3.5. Event Threshold

For the event “PLR significant change”, 7% was selected as the PLR change threshold based on a previous study on the same AC system [11]. The threshold of SCOP deviation can be calculated based on the value of SCOPidl and an expected energy saving percentage (as shown in Appendix C Equation (A8)). For instance, an expected energy saving percentage can be specified by users (e.g., 10%), and the SCOPidl can be obtained from the developed ANN model. After the threshold is calculated, it should be checked that whether the calculated threshold is feasible or not based on the SCOP deviations in historical data. The threshold selection should also consider the uncertainties in the SCOPidl model and SCOP measurement in terms of the application concerns.
The thresholds of the SCOP deviation are set as 0.2057 (transient) and 2.057 (cumulative). The selection details are presented as follows: The targeted energy saving is set as 10%, based on handbook [16] and a previous study [10]. To help the threshold selection, the histogram of SCOPidl and SCOP deviation are plotted in Figure 10. The base case keeps all the four temperature set-points as constant. The SCOP deviation is the difference between SCOP of the base case and SCOPidl. From Figure 10, the mean of SCOPidl is 2.0544. Using a SCOPidl of 2.0544 and an expected energy saving of 10.0%, the threshold of SCOP deviation is 0.2057, based on Equation (A8) (Appendix C).
Since “0.2057” is within the range of SCOP deviation and the most frequent case (Figure 10b), it is a feasible threshold value.
For uncertainties, the value 0.01 was used for as the model uncertainty of SCOPidl, which was the averaged value over the training and validation Mean Squared Error (MSE) of the ANN model. The measurement uncertainty for the case study was calculated in Appendix B, where sensor uncertainties were added to the simulation-generated operation data. As a negative value is considered, “–0.0694” was used for measurement uncertainty. Thus, the combined uncertainty is “–0.0794” (“–0.01”+”–0.0694”), and S C O P 1 can be set as “ S C O P i d l 0.0794 ”.
In comparison, the threshold 0.2057 is nearly three times greater the combined uncertainty, which can largely prevent the uncertainty-caused event triggering. Thus, 0.2057 is used as the threshold of transient SCOP deviation. The cumulative SCOP deviation depends on both the time duration and the SCOP deviation. The deviation for cumulative SCOP was considered as half of the transient SCOP deviation threshold (i.e., 0.2057/2), or a 5% energy saving equivalently. The time duration was selected as 20 minutes for a demonstration. Thus, the threshold of cumulative SCOP deviation is 2.057.

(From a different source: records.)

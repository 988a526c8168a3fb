mod common;

use axum::http::StatusCode;
use chrono::Utc;
use common::{dec, TestApp};
use rust_decimal::Decimal;
use sea_orm::{ActiveModelTrait, Set};
use serde_json::json;
use shopfloor_api::entities::{build_bom_line, inspection_records, wo_consumption, work_orders};

#[tokio::test]
async fn build_list_shows_focus_phase() {
    let app = TestApp::new().await;
    let carbon = app.seed_phase("Carbon Layup", 1).await;
    let active = app.seed_build("GW-4001", "IN_PROGRESS").await;
    app.seed_build("GW-4002", "PLANNED").await;
    app.seed_task(active.id, Some(carbon.id), "Lay hood plies", "IN_PROGRESS")
        .await;

    let (status, body) = app.get_json("/api/v1/builds", None).await;
    assert_eq!(status, StatusCode::OK);
    let builds = body["data"].as_array().expect("build list");
    assert_eq!(builds.len(), 2);

    let focus = |code: &str| {
        builds
            .iter()
            .find(|b| b["code"] == code)
            .map(|b| b["focus_phase"].clone())
            .expect("build listed")
    };
    assert_eq!(focus("GW-4001"), "Carbon Layup");
    assert_eq!(focus("GW-4002"), "Not started");
}

#[tokio::test]
async fn build_detail_resolves_code_or_id() {
    let app = TestApp::new().await;
    let teardown = app.seed_phase("Teardown", 1).await;
    let build = app.seed_build("GW-4010", "IN_PROGRESS").await;
    let part = app.seed_part("PNL-HOOD", "SKU").await;
    let task = app
        .seed_task(build.id, Some(teardown.id), "Strip interior", "IN_PROGRESS")
        .await;
    app.block_event(task.id, "Safety hold").await;

    build_bom_line::ActiveModel {
        build_id: Set(build.id),
        part_id: Set(part.id),
        required_qty: Set(Decimal::from(2)),
        allocated_qty: Set(Decimal::ONE),
        consumed_qty: Set(Decimal::ZERO),
        ..Default::default()
    }
    .insert(app.db())
    .await
    .unwrap();

    let (status, by_code) = app.get_json("/api/v1/builds/GW-4010", None).await;
    assert_eq!(status, StatusCode::OK);
    let (_, by_id) = app
        .get_json(&format!("/api/v1/builds/{}", build.id), None)
        .await;
    assert_eq!(by_code["data"]["overview"], by_id["data"]["overview"]);

    let detail = &by_code["data"];
    assert_eq!(detail["overview"]["code"], "GW-4010");
    assert_eq!(detail["overview"]["on_hold"], false);
    assert_eq!(detail["tasks"].as_array().unwrap().len(), 1);
    assert_eq!(detail["events"].as_array().unwrap().len(), 1);
    assert_eq!(detail["bom"][0]["sku"], "PNL-HOOD");
    assert_eq!(dec(&detail["bom"][0]["required_qty"]), Decimal::from(2));
    assert!(!detail["overview"]["timeline"].as_array().unwrap().is_empty());
}

#[tokio::test]
async fn missing_build_is_not_found() {
    let app = TestApp::new().await;
    let (status, body) = app.get_json("/api/v1/builds/GW-0000", None).await;
    assert_eq!(status, StatusCode::NOT_FOUND);
    assert!(body["message"].as_str().unwrap().contains("GW-0000"));
}

#[tokio::test]
async fn documents_attach_to_a_build() {
    let app = TestApp::new().await;
    app.seed_build("GW-4020", "IN_PROGRESS").await;

    let (status, body) = app
        .post_json(
            "/api/v1/builds/GW-4020/documents",
            json!({ "filename": "wiring.pdf", "url": "https://files.local/wiring.pdf", "docType": "drawing" }),
            None,
        )
        .await;
    assert_eq!(status, StatusCode::OK, "{body}");
    assert_eq!(body["data"]["title"], "wiring.pdf");

    let (status, _) = app
        .post_json(
            "/api/v1/builds/GW-4020/documents",
            json!({ "filename": "   " }),
            None,
        )
        .await;
    assert_eq!(status, StatusCode::BAD_REQUEST);

    let (status, _) = app
        .post_json(
            "/api/v1/builds/GW-9999/documents",
            json!({ "filename": "notes.txt" }),
            None,
        )
        .await;
    assert_eq!(status, StatusCode::NOT_FOUND);

    let (_, detail) = app.get_json("/api/v1/builds/GW-4020", None).await;
    let documents = detail["data"]["documents"].as_array().unwrap();
    assert_eq!(documents.len(), 1);
    assert_eq!(documents[0]["doc_type"], "drawing");
}

#[tokio::test]
async fn parts_search_matches_sku_or_name() {
    let app = TestApp::new().await;
    app.seed_part("BLT-M8", "SKU").await;
    app.seed_part("KIT-DOOR", "KIT").await;

    let (status, body) = app.get_json("/api/v1/parts?q=blt", None).await;
    assert_eq!(status, StatusCode::OK);
    let parts = body["data"]["parts"].as_array().unwrap();
    assert_eq!(parts.len(), 1);
    assert_eq!(parts[0]["sku"], "BLT-M8");

    // Names are "Part <sku>", so this matches both.
    let (_, body) = app.get_json("/api/v1/parts?q=PART", None).await;
    assert_eq!(body["data"]["parts"].as_array().unwrap().len(), 2);

    let (_, body) = app.get_json("/api/v1/parts?type=fastener", None).await;
    assert!(body["data"]["parts"].as_array().unwrap().is_empty());
    assert!(body["data"]["part_types"]
        .as_array()
        .unwrap()
        .contains(&json!("FASTENER")));
}

#[tokio::test]
async fn inventory_reports_availability() {
    let app = TestApp::new().await;
    let bolt = app.seed_part("BLT-M8", "SKU").await;
    let harness = app.seed_part("HRN-MAIN", "SKU").await;
    app.seed_balance(bolt.id, 100, 20).await;
    app.seed_balance(harness.id, 1, 1).await;

    let (status, body) = app.get_json("/api/v1/inventory", None).await;
    assert_eq!(status, StatusCode::OK);
    assert_eq!(body["data"]["source"], "balances");
    let rows = body["data"]["rows"].as_array().unwrap();
    assert_eq!(rows[0]["sku"], "BLT-M8");
    assert_eq!(dec(&rows[0]["available"]), Decimal::from(80));
    assert_eq!(rows[0]["tone"], "OK");
    assert_eq!(rows[1]["sku"], "HRN-MAIN");
    assert_eq!(rows[1]["tone"], "CRITICAL");
}

#[tokio::test]
async fn inventory_falls_back_to_lots() {
    let app = TestApp::new().await;
    let part = app.seed_part("GSKT-4", "SKU").await;

    let (_, empty) = app.get_json("/api/v1/inventory", None).await;
    assert_eq!(empty["data"]["source"], "lots");
    let rows = empty["data"]["rows"].as_array().unwrap();
    assert_eq!(rows.len(), 1);
    assert_eq!(rows[0]["item_id"], part.id);
    assert_eq!(dec(&rows[0]["on_hand"]), Decimal::ZERO);
}

#[tokio::test]
async fn work_orders_list_and_detail() {
    let app = TestApp::new().await;
    let build = app.seed_build("GW-4030", "IN_PROGRESS").await;
    let seat = app.seed_part("SEAT-FR", "SKU").await;
    let foam = app.seed_part("FOAM-20", "MATERIAL").await;

    let wo = work_orders::ActiveModel {
        wo_type: Set("FABRICATION".to_string()),
        status: Set("IN_PROGRESS".to_string()),
        target_part_id: Set(seat.id),
        for_build_id: Set(Some(build.id)),
        notes: Set(Some("Left seat first".to_string())),
        created_at: Set(Utc::now()),
        ..Default::default()
    }
    .insert(app.db())
    .await
    .unwrap();
    wo_consumption::ActiveModel {
        work_order_id: Set(wo.id),
        part_id: Set(foam.id),
        qty: Set(Decimal::new(25, 1)),
        consumed_at: Set(Utc::now()),
        ..Default::default()
    }
    .insert(app.db())
    .await
    .unwrap();
    inspection_records::ActiveModel {
        work_order_id: Set(wo.id),
        result: Set("PASS".to_string()),
        notes: Set(None),
        created_at: Set(Utc::now()),
        ..Default::default()
    }
    .insert(app.db())
    .await
    .unwrap();

    let (status, list) = app.get_json("/api/v1/work-orders", None).await;
    assert_eq!(status, StatusCode::OK);
    let rows = list["data"].as_array().unwrap();
    assert_eq!(rows.len(), 1);
    assert_eq!(rows[0]["code"], "SEAT-FR");
    assert_eq!(rows[0]["build_code"], "GW-4030");

    let (status, detail) = app
        .get_json(&format!("/api/v1/work-orders/{}", wo.id), None)
        .await;
    assert_eq!(status, StatusCode::OK);
    let data = &detail["data"];
    assert_eq!(data["header"]["wo_type"], "FABRICATION");
    assert_eq!(data["consumption"][0]["sku"], "FOAM-20");
    assert_eq!(dec(&data["consumption"][0]["qty"]), Decimal::new(25, 1));
    assert_eq!(data["inspections"][0]["result"], "PASS");

    let (status, _) = app.get_json("/api/v1/work-orders/WO-12", None).await;
    assert_eq!(status, StatusCode::NOT_FOUND);
    let (status, _) = app.get_json("/api/v1/work-orders/9999", None).await;
    assert_eq!(status, StatusCode::NOT_FOUND);
}

#[tokio::test]
async fn admin_summary_counts_builds_blockers_and_shortages() {
    let app = TestApp::new().await;
    let electrical = app.seed_phase("Electrical", 1).await;
    let paint = app.seed_phase("Paint Prep", 2).await;
    let tech = app.seed_technician("Jo Park").await;
    let active = app.seed_build("GW-4040", "IN_PROGRESS").await;
    app.seed_build("GW-4041", "HOLD").await;
    let harness = app.seed_part("HRN-MAIN", "SKU").await;
    app.seed_balance(harness.id, 0, 0).await;

    let blocked = app
        .seed_task(active.id, Some(electrical.id), "Install harness", "BLOCKED")
        .await;
    app.require(blocked.id, harness.id, 1).await;
    app.block_event(blocked.id, "Awaiting parts/material").await;

    let working = app
        .seed_task(active.id, Some(paint.id), "Sand primer", "IN_PROGRESS")
        .await;
    app.open_session(tech.id, working.id, 0).await;

    let (status, body) = app.get_json("/api/v1/admin/summary", None).await;
    assert_eq!(status, StatusCode::OK);
    let data = &body["data"];
    assert_eq!(data["metrics"]["active_builds"], 1);
    assert_eq!(data["metrics"]["hold_builds"], 1);
    assert_eq!(data["metrics"]["blocked_tasks"], 1);
    assert_eq!(data["metrics"]["shortages"], 1);
    assert_eq!(
        data["top_blockers"],
        json!([{ "reason": "Awaiting parts/material", "count": 1 }])
    );
    assert_eq!(data["wip_by_phase"], json!([{ "phase": "Paint Prep", "count": 1 }]));

    let techs = data["technicians"].as_array().unwrap();
    assert_eq!(techs.len(), 1);
    assert_eq!(techs[0]["working"], true);
    assert_eq!(techs[0]["current_task"], "Sand primer");
    assert_eq!(techs[0]["build_code"], "GW-4040");
}

#[tokio::test]
async fn technicians_lists_active_technicians() {
    let app = TestApp::new().await;
    app.seed_technician("Riley Chen").await;
    app.seed_technician("Alex Diaz").await;

    let (status, body) = app.get_json("/api/v1/technicians", None).await;
    assert_eq!(status, StatusCode::OK);
    let names: Vec<&str> = body["data"]
        .as_array()
        .unwrap()
        .iter()
        .map(|t| t["display_name"].as_str().unwrap())
        .collect();
    assert_eq!(names, vec!["Alex Diaz", "Riley Chen"]);
}
use sea_orm::entity::prelude::*;
use serde::{Deserialize, Serialize};

#[derive(Clone, Debug, PartialEq, Eq, DeriveEntityModel, Serialize, Deserialize)]
#[sea_orm(table_name = "work_orders")]
pub struct Model {
    #[sea_orm(primary_key)]
    pub id: i64,
    pub wo_type: String,
    pub status: String,
    pub target_part_id: i64,
    pub for_build_id: Option<i64>,
    pub notes: Option<String>,
    pub created_at: DateTimeUtc,
}

#[derive(Copy, Clone, Debug, EnumIter, DeriveRelation)]
pub enum Relation {
    #[sea_orm(
        belongs_to = "super::part_master::Entity",
        from = "Column::TargetPartId",
        to = "super::part_master::Column::Id"
    )]
    TargetPart,
    #[sea_orm(
        belongs_to = "super::builds::Entity",
        from = "Column::ForBuildId",
        to = "super::builds::Column::Id"
    )]
    Build,
}

impl Related<super::part_master::Entity> for Entity {
    fn to() -> RelationDef {
        Relation::TargetPart.def()
    }
}

impl Related<super::builds::Entity> for Entity {
    fn to() -> RelationDef {
        Relation::Build.def()
    }
}

impl ActiveModelBehavior for ActiveModel {}
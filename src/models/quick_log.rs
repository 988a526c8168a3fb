use serde::{Deserialize, Serialize};
use strum::{Display, EnumString};
use utoipa::ToSchema;

use super::{TaskFacts, UNASSIGNED_PHASE};

/// Most rows the quick log shows at once.
pub const QUICK_LOG_LIMIT: usize = 10;

const ALL_STAGES: &str = "all";

#[derive(
    Debug, Clone, Copy, Default, PartialEq, Eq, Serialize, Deserialize, Display, EnumString, ToSchema,
)]
#[serde(rename_all = "lowercase")]
#[strum(serialize_all = "lowercase", ascii_case_insensitive)]
pub enum StatusFilter {
    #[default]
    Active,
    Blocked,
    Completed,
    All,
}

impl StatusFilter {
    fn accepts(&self, status: Option<&str>) -> bool {
        let parsed = super::TaskStatus::parse_loose(status);
        match self {
            Self::All => true,
            Self::Active => !parsed.map(|s| s.is_done()).unwrap_or(false),
            Self::Blocked => parsed.map(|s| s.is_blocked()).unwrap_or(false),
            Self::Completed => parsed.map(|s| s.is_done()).unwrap_or(false),
        }
    }
}

/// A task row as the quick log searches it.
pub trait QuickLogRow: TaskFacts {
    fn build_code(&self) -> Option<&str>;
    fn title(&self) -> Option<&str>;
}

#[derive(Debug, Clone, Default, Deserialize, ToSchema)]
pub struct QuickLogFilter {
    pub stage: Option<String>,
    #[serde(default)]
    pub status: StatusFilter,
    pub q: Option<String>,
}

impl QuickLogFilter {
    fn stage_matches(&self, phase: Option<&str>) -> bool {
        match self.stage.as_deref().map(str::trim) {
            None | Some("") => true,
            Some(stage) if stage.eq_ignore_ascii_case(ALL_STAGES) => true,
            Some(stage) => phase == Some(stage),
        }
    }

    fn search_matches<R: QuickLogRow>(&self, row: &R) -> bool {
        let Some(term) = self
            .q
            .as_deref()
            .map(str::trim)
            .filter(|term| !term.is_empty())
        else {
            return true;
        };
        let haystack = [row.build_code(), row.title(), row.phase()]
            .into_iter()
            .flatten()
            .collect::<Vec<_>>()
            .join(" ")
            .to_lowercase();
        haystack.contains(&term.to_lowercase())
    }

    pub fn matches<R: QuickLogRow>(&self, row: &R) -> bool {
        self.stage_matches(row.phase())
            && self.status.accepts(row.status())
            && self.search_matches(row)
    }

    /// Rows passing every filter, capped at [`QUICK_LOG_LIMIT`].
    pub fn apply<'a, R: QuickLogRow>(&self, rows: &'a [R]) -> Vec<&'a R> {
        rows.iter()
            .filter(|row| self.matches(*row))
            .take(QUICK_LOG_LIMIT)
            .collect()
    }
}

/// Distinct stage names for the stage picker, in first-seen order.
pub fn stages<R: QuickLogRow>(rows: &[R]) -> Vec<String> {
    let mut seen: Vec<String> = Vec::new();
    for row in rows {
        let phase = row.phase().unwrap_or(UNASSIGNED_PHASE);
        if !seen.iter().any(|s| s == phase) {
            seen.push(phase.to_string());
        }
    }
    seen
}
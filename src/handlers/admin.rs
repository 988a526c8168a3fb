use axum::{extract::State, response::Json};

use crate::services::admin_summary::AdminSummary;
use crate::services::technicians::TechnicianView;
use crate::{ApiResponse, ApiResult, AppState};

/// Operations summary
///
/// Build and task counts, the most common blockers, work in progress per
/// phase and what each technician is doing.
#[utoipa::path(
    get,
    path = "/api/v1/admin/summary",
    responses(
        (status = 200, description = "Summary", body = ApiResponse<AdminSummary>),
    ),
    tag = "Admin"
)]
pub async fn summary(State(state): State<AppState>) -> ApiResult<AdminSummary> {
    Ok(Json(ApiResponse::success(
        state.services.admin_summary.summary().await,
    )))
}

#[utoipa::path(
    get,
    path = "/api/v1/technicians",
    responses(
        (status = 200, description = "Active technicians", body = ApiResponse<Vec<TechnicianView>>),
    ),
    tag = "Admin"
)]
pub async fn list_technicians(State(state): State<AppState>) -> ApiResult<Vec<TechnicianView>> {
    Ok(Json(ApiResponse::success(
        state.services.technicians.list_active().await,
    )))
}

4. Results and Discussions

4.1. Energy Performance

The optimal control performance is evaluated by the energy saving percentage. The energy saving percentage is computed based on the base case (i.e., constant control settings without optimal control). The energy saving percentages of EDOC range from 5.83% to 12.06% for ten different load clusters. In general, as can be seen from Figure 11, SCOP-based EDOC outperforms PLR-based EDOC, and EDOC outperforms TDOC (1 h per optimal control).
The biggest energy performance difference can be 3%, as shown in load cluster no. 3. The possible reason of such superior performance is that the SCOP-based events can directly represent the system operation efficiency without mismatch compared with the PLR-based events. By continuous monitoring and tracking of the transient and cumulative SCOP deviations, a better timing of optimal control can be achieved. As a result, the system operation efficiency is always maintained at or near the ideal level. The next section will discuss the triggering time of optimal control in details.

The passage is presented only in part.